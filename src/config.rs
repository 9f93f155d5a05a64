//! Command-line and environment configuration.

use crate::error::{ExporterError, Result};
use crate::web::WebConfig;
use crate::{DEFAULT_TIMEOUT_MS, DEFAULT_WEB_ADDR, DEFAULT_WEB_PATH};
use clap::Parser;
use std::net::{IpAddr, Ipv4Addr, SocketAddr};
use std::time::Duration;

/// Flags accepted by the exporter. Every flag can also be set through the
/// environment variable named next to it.
#[derive(Debug, Clone, Parser)]
#[command(name = "digitalocean_exporter")]
#[command(about = "Prometheus exporter for DigitalOcean account inventory")]
#[command(version = env!("CARGO_PKG_VERSION"))]
pub struct ExporterConfig {
    /// Enable debug logging
    #[arg(long, env = "DEBUG")]
    pub debug: bool,

    /// DigitalOcean API token
    #[arg(long, env = "DIGITALOCEAN_TOKEN", hide_env_values = true, default_value = "")]
    pub digitalocean_token: String,

    /// Timeout for each collector's API calls, in milliseconds
    #[arg(long, env = "HTTP_TIMEOUT", default_value_t = DEFAULT_TIMEOUT_MS)]
    pub http_timeout: u64,

    /// Address to listen on for the web interface
    #[arg(long, env = "WEB_ADDR", default_value = DEFAULT_WEB_ADDR)]
    pub web_addr: String,

    /// Path under which metrics are exposed
    #[arg(long, env = "WEB_PATH", default_value = DEFAULT_WEB_PATH)]
    pub web_path: String,
}

/// Validated runtime settings.
#[derive(Debug, Clone)]
pub struct Settings {
    pub token: String,
    pub timeout: Duration,
    pub web: WebConfig,
    pub debug: bool,
}

impl ExporterConfig {
    pub fn validate(&self) -> Result<Settings> {
        let token = self.digitalocean_token.trim();
        if token.is_empty() {
            return Err(ExporterError::config_error(
                "a DigitalOcean API token is required (--digitalocean-token or DIGITALOCEAN_TOKEN)",
            ));
        }
        if self.http_timeout == 0 {
            return Err(ExporterError::config_error("http timeout must be positive"));
        }

        let listen_addr = parse_listen_addr(&self.web_addr)?;
        let web = WebConfig::new(listen_addr, self.web_path.clone())?;

        Ok(Settings {
            token: token.to_string(),
            timeout: Duration::from_millis(self.http_timeout),
            web,
            debug: self.debug,
        })
    }
}

/// Parse a listen address, accepting a bare `:port` for all interfaces.
pub fn parse_listen_addr(addr: &str) -> Result<SocketAddr> {
    if let Some(port) = addr.strip_prefix(':') {
        let port = port
            .parse::<u16>()
            .map_err(|e| ExporterError::config_error(format!("invalid port in {}: {}", addr, e)))?;
        return Ok(SocketAddr::new(IpAddr::V4(Ipv4Addr::UNSPECIFIED), port));
    }

    addr.parse::<SocketAddr>()
        .map_err(|e| ExporterError::config_error(format!("invalid listen address {}: {}", addr, e)))
}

===

Find the word "return" in the entries above and gather every line that holds it.

            return Err(ExporterError::config_error(
            return Err(ExporterError::config_error("http timeout must be positive"));
        return Ok(SocketAddr::new(IpAddr::V4(Ipv4Addr::UNSPECIFIED), port));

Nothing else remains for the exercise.